The Los Angeles Times can tell us more of these early years,
"His break came when a friend introduced him to Mitch Miller, then a leading executive with Columbia, who helped Ellis get work arranging the songs for the Four Lads, including "Moments to Remember" in 1955 and "Standing on the Corner" from the 1956 Frank Loesser musical "The Most Happy Fella." Both songs were hits, and Ellis became Miller's protege at Columbia, where he found steady work producing records and often leading the orchestra for his arrangements."


What was it about this easy listening muzak that made it so popular at the time? As the Wall Street Journal attests,
"Unlike other forms of music, easy listening wasn’t meant to be analyzed or even heard. Instead, albums typically featured lush orchestras playing pop melodies at a slow tempo that subliminally freed minds from the clutches of anxiety and distraction."
And it enjoyed a resurgence thanks to the children of those first listeners!
"Today, given the music’s calming, reflective powers, many aging baby boomers are rediscovering the soothing sounds they once derided in their parents’ dens and station wagons."
Some of them may indeed have watched animated Trek. Their parents might have been more concerned with daily events on NBC News Today, for which Ellis composed two themes.



The first was rejigged after similarities were noticed between it & the song Day By Day from the musical Godspell. A court case, Herald Square Music v Living Music, made the link explicit. As a Columbia Law School summary made clear,
"There seems to be little doubt that Ray Ellis had "Day by Day" in mind when he wrote the theme music for NBC's "Today Show". "Day by Day" had been performed on the "Today Show" and NBC had discussed using the by then fashionable song that obsesses on the word "day" for their weekday program.

Perhaps defendant NBC thought their drawing upon the "Godspell" number would go unchallenged given that what they took could be reduced to a measure or two of music that they wrought into an arguably more artful arrangement than did the plaintiff.

The court found the instrumental arrangement and harmonization of defendant's melody to be substantially similar to that of "Day by Day" but more important, that the differences between the melodies of the two works were "relatively minor"."
A second theme based on the NBC chimes was then commissioned.

Leaving nightly news behind us and returning to Saturday morning television, we find that animation was hardly alien territory to Ellis, as he had also performed musical duties on the original Spider-Man animated series.
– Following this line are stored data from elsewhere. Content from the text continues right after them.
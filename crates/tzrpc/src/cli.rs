use std::time::Duration;

use clap::{Parser, Subcommand};

use tzrpc_core::{ClientConfig, ErrorDetection, RpcOption};

/// tzrpc: query a Tezos node over its RPC interface.
#[derive(Parser)]
#[command(version, about)]
pub struct Cli {
    /// Tezos node RPC address. The scheme defaults to http.
    #[arg(long, default_value = "http://127.0.0.1:8732", env = "TZRPC_NODE")]
    pub node: String,

    /// Connect and TLS handshake timeout in seconds.
    #[arg(long, default_value = "10")]
    pub connect_timeout_secs: u64,

    /// Whole-request timeout in seconds.
    #[arg(long, default_value = "10")]
    pub timeout_secs: u64,

    /// Only treat a body as a node error when it decodes as an error array.
    #[arg(long)]
    pub strict_errors: bool,

    #[command(subcommand)]
    pub command: Command,
}

#[derive(Subcommand)]
pub enum Command {
    /// Print the current head block.
    Head,
    /// Print the network constants loaded at startup.
    Constants,
    /// GET an RPC path, e.g. `/chains/main/blocks/head/header`.
    Get {
        path: String,
        /// Query parameter as `key=value` (repeatable).
        #[arg(short = 'q', long = "query", value_parser = parse_rpc_option)]
        query: Vec<RpcOption>,
    },
    /// POST a JSON body to an RPC path.
    Post {
        path: String,
        /// Request body; sent as-is.
        #[arg(long, default_value = "{}")]
        data: String,
        /// Query parameter as `key=value` (repeatable).
        #[arg(short = 'q', long = "query", value_parser = parse_rpc_option)]
        query: Vec<RpcOption>,
    },
    /// DELETE an RPC path.
    Delete {
        path: String,
        /// Query parameter as `key=value` (repeatable).
        #[arg(short = 'q', long = "query", value_parser = parse_rpc_option)]
        query: Vec<RpcOption>,
    },
}

impl Cli {
    pub fn client_config(&self) -> ClientConfig {
        let detection = if self.strict_errors {
            ErrorDetection::Strict
        } else {
            ErrorDetection::Substring
        };
        ClientConfig::default()
            .with_connect_timeout(Duration::from_secs(self.connect_timeout_secs))
            .with_request_timeout(Duration::from_secs(self.timeout_secs))
            .with_error_detection(detection)
            .with_user_agent(concat!("tzrpc/", env!("CARGO_PKG_VERSION")))
    }
}

fn parse_rpc_option(raw: &str) -> Result<RpcOption, String> {
    let (key, value) = raw
        .split_once('=')
        .ok_or_else(|| format!("expected `key=value`, got `{raw}`"))?;
    if key.is_empty() {
        return Err(format!("query key must not be empty in `{raw}`"));
    }
    Ok(RpcOption::new(key, value))
}
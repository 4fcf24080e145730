//! Tezos domain types used by the client itself.
//!
//! Only the records the bootstrap sequence needs are modelled here: the head
//! block (for its hash) and the network constants cached on the client. Other
//! endpoint schemas belong to callers, who decode the raw bytes themselves.

use std::time::Duration;

use serde::{Deserialize, Serialize};

/// Number of mutez in one tez.
pub const MUTEZ: u64 = 1_000_000;

// ==============================================================================
// Blocks
// ==============================================================================

/// A block as returned by `/chains/main/blocks/{id}`, reduced to the fields
/// the client reads. Operations and metadata are ignored.
#[derive(Debug, Clone, PartialEq, Eq, Serialize, Deserialize)]
pub struct Block {
    pub hash: String,
    #[serde(default)]
    pub protocol: String,
    #[serde(default)]
    pub chain_id: String,
    #[serde(default)]
    pub header: BlockHeader,
}

#[derive(Debug, Clone, Default, PartialEq, Eq, Serialize, Deserialize)]
#[serde(default)]
pub struct BlockHeader {
    pub level: i64,
    pub proto: u32,
    pub predecessor: String,
    pub timestamp: String,
    pub validation_pass: u32,
    pub operations_hash: String,
    pub fitness: Vec<String>,
    pub context: String,
    #[serde(skip_serializing_if = "Option::is_none")]
    pub priority: Option<u32>,
    pub signature: String,
}

// ==============================================================================
// Network Constants
// ==============================================================================

/// Protocol parameters from `/chains/main/blocks/{hash}/context/constants`.
///
/// The node encodes 64-bit quantities (mutez amounts, gas, durations) as JSON
/// strings; those fields accept either form. Missing fields default to zero
/// and fields this struct does not know about are kept in `extra`, so the
/// record survives protocol upgrades.
#[derive(Debug, Clone, Default, PartialEq, Serialize, Deserialize)]
#[serde(default)]
pub struct Constants {
    pub proof_of_work_nonce_size: u32,
    pub nonce_length: u32,
    pub max_anon_ops_per_block: u32,
    pub max_operation_data_length: u32,
    pub max_proposals_per_delegate: u32,
    pub preserved_cycles: u32,
    pub blocks_per_cycle: u32,
    pub blocks_per_commitment: u32,
    pub blocks_per_roll_snapshot: u32,
    pub blocks_per_voting_period: u32,
    #[serde(deserialize_with = "stringified::vec")]
    pub time_between_blocks: Vec<u64>,
    pub endorsers_per_block: u32,
    #[serde(deserialize_with = "stringified::value")]
    pub hard_gas_limit_per_operation: i64,
    #[serde(deserialize_with = "stringified::value")]
    pub hard_gas_limit_per_block: i64,
    #[serde(deserialize_with = "stringified::value")]
    pub proof_of_work_threshold: i64,
    #[serde(deserialize_with = "stringified::value")]
    pub tokens_per_roll: u64,
    pub michelson_maximum_type_size: u32,
    #[serde(deserialize_with = "stringified::value")]
    pub seed_nonce_revelation_tip: u64,
    pub origination_size: u32,
    #[serde(deserialize_with = "stringified::value")]
    pub block_security_deposit: u64,
    #[serde(deserialize_with = "stringified::value")]
    pub endorsement_security_deposit: u64,
    #[serde(deserialize_with = "stringified::vec")]
    pub baking_reward_per_endorsement: Vec<u64>,
    #[serde(deserialize_with = "stringified::vec")]
    pub endorsement_reward: Vec<u64>,
    #[serde(deserialize_with = "stringified::value")]
    pub cost_per_byte: u64,
    #[serde(deserialize_with = "stringified::value")]
    pub hard_storage_limit_per_operation: i64,
    #[serde(deserialize_with = "stringified::value")]
    pub test_chain_duration: u64,
    pub quorum_min: i32,
    pub quorum_max: i32,
    pub min_proposal_quorum: i32,
    pub initial_endorsers: u32,
    #[serde(deserialize_with = "stringified::value")]
    pub delay_per_missing_endorsement: u64,
    #[serde(flatten)]
    pub extra: serde_json::Map<String, serde_json::Value>,
}

impl Constants {
    /// Minimal delay between blocks at priority zero.
    pub fn block_time(&self) -> Option<Duration> {
        self.time_between_blocks
            .first()
            .map(|secs| Duration::from_secs(*secs))
    }

    /// Tokens per roll in tez.
    pub fn tokens_per_roll_tez(&self) -> u64 {
        self.tokens_per_roll / MUTEZ
    }
}

/// Deserializers for integers the node may send as JSON strings.
mod stringified {
    use std::fmt::Display;
    use std::str::FromStr;

    use serde::de::{self, Deserializer};
    use serde::Deserialize;

    #[derive(Deserialize)]
    #[serde(untagged)]
    enum Repr<T> {
        Text(String),
        Number(T),
    }

    impl<T> Repr<T>
    where
        T: FromStr,
        T::Err: Display,
    {
        fn into_value<E: de::Error>(self) -> Result<T, E> {
            match self {
                Self::Text(text) => text.parse().map_err(E::custom),
                Self::Number(n) => Ok(n),
            }
        }
    }

    pub fn value<'de, D, T>(deserializer: D) -> Result<T, D::Error>
    where
        D: Deserializer<'de>,
        T: FromStr + Deserialize<'de>,
        T::Err: Display,
    {
        Repr::<T>::deserialize(deserializer)?.into_value()
    }

    pub fn vec<'de, D, T>(deserializer: D) -> Result<Vec<T>, D::Error>
    where
        D: Deserializer<'de>,
        T: FromStr + Deserialize<'de>,
        T::Err: Display,
    {
        Vec::<Repr<T>>::deserialize(deserializer)?
            .into_iter()
            .map(Repr::into_value)
            .collect()
    }
}
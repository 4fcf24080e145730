/// Canonicalize a node address into the base every request path is appended
/// to: one trailing `/` removed, `http://` added when no scheme is given.
///
/// Nothing else is validated; a bad host shows up later as a request
/// construction error.
pub fn normalize_host(host: &str) -> String {
    let host = host.strip_suffix('/').unwrap_or(host);
    if host.starts_with("http://") || host.starts_with("https://") {
        host.to_owned()
    } else {
        format!("http://{host}")
    }
}
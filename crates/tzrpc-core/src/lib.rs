pub mod client;
pub mod config;
pub mod error;
pub mod host;
pub mod rpc;
#[cfg(test)]
mod test_util;
pub mod types;

pub use client::{Bootstrap, Client};
pub use config::{ClientConfig, ErrorDetection};
pub use error::{BootstrapError, RpcError, TransportError};
pub use rpc::{NodeError, RpcOption};
pub use types::{Block, Constants, MUTEZ};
Of Trek, the New York Times recounted,
"From 1973 to 1974, the inescapable science-fiction franchise spawned an all-but-forgotten Saturday morning cartoon series that more closely resembled its parent show than any of the prime-time spinoffs or theatrical releases that followed."


The format clearly had its merits.
"Produced by Filmation, “ST: TAS” was able to go where no inexpensive live-action TV series could afford to go before. Freed from the constraints of tiny sound stages and even tinier budgets, Filmation’s artists could conjure up outlandish aliens, epic space battles, exotic civilizations and other fantastic scenarios. For the most part the quality of the stories matched the visuals. A critic for The Los Angeles Times declared that the show was “as out of place in the Saturday morning kiddie ghetto as a Mercedes is in a soapbox derby.”"
But for every pro, there must be a con.
"To save money and time Filmation repeatedly used the same stock shots of the characters, many of them involving a minimum of motion. When new movements were called for, the results were frequently stiff or herky-jerky. In some cases, to avoid the bother of sketching in lip movements, the characters were shown speaking while holding a hand over their mouths. In retrospect this stilted, handmade approach is suffused with a goofy charm"
That it is, making it worthy of examination here!